Data for analysis:
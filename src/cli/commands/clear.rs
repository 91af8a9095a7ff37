//! Clear command - delete every cache store

use super::disk_storage;
use crate::cli::args::ClearArgs;
use crate::config::Config;
use crate::error::SwcacheResult;
use crate::host::CacheStorage;
use crate::ui::{self, UiContext};
use tracing::debug;

/// Execute the clear command
pub async fn execute(args: ClearArgs, config: &Config) -> SwcacheResult<()> {
    let ctx = UiContext::detect().with_auto_yes(args.yes);
    let storage = disk_storage(config);
    let names = storage.keys().await?;

    if names.is_empty() {
        ui::step_info(&ctx, "No cache stores to clear");
        return Ok(());
    }

    ui::step_info(&ctx, &format!("This will delete {} cache store(s):", names.len()));
    for name in &names {
        ui::key_value(&ctx, "cache", name);
    }

    if !ui::confirm(&ctx, "Delete these caches?", false).await? {
        ui::step_warn_hint(&ctx, "Aborted", "Pass --yes to skip confirmation");
        return Ok(());
    }

    let mut removed = 0;
    for name in &names {
        debug!("Deleting cache store {}", name);
        if storage.delete(name).await? {
            removed += 1;
        }
    }

    ui::step_ok(&ctx, &format!("Cleared {} cache store(s)", removed));
    Ok(())
}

Problem requirements: The output should be a character-exact copy of all entries.

Response to the exercise:
filename src/cli/commands/clear.rs
repository 91af8a9095a7ff37
//! Clear command - delete every cache store

use super::disk_storage;
use crate::cli::args::ClearArgs;
use crate::config::Config;
use crate::error::SwcacheResult;
use crate::host::CacheStorage;
use crate::ui::{self, UiContext};
use tracing::debug;

/// Execute the clear command
pub async fn execute(args: ClearArgs, config: &Config) -> SwcacheResult<()> {
    let ctx = UiContext::detect().with_auto_yes(args.yes);
    let storage = disk_storage(config);
    let names = storage.keys().await?;

    if names.is_empty() {
        ui::step_info(&ctx, "No cache stores to clear");
        return Ok(());
    }

    ui::step_info(&ctx, &format!("This will delete {} cache store(s):", names.len()));
    for name in &names {
        ui::key_value(&ctx, "cache", name);
    }

    if !ui::confirm(&ctx, "Delete these caches?", false).await? {
        ui::step_warn_hint(&ctx, "Aborted", "Pass --yes to skip confirmation");
        return Ok(());
    }

    let mut removed = 0;
    for name in &names {
        debug!("Deleting cache store {}", name);
        if storage.delete(name).await? {
            removed += 1;
        }
    }

    ui::step_ok(&ctx, &format!("Cleared {} cache store(s)", removed));
    Ok(())
}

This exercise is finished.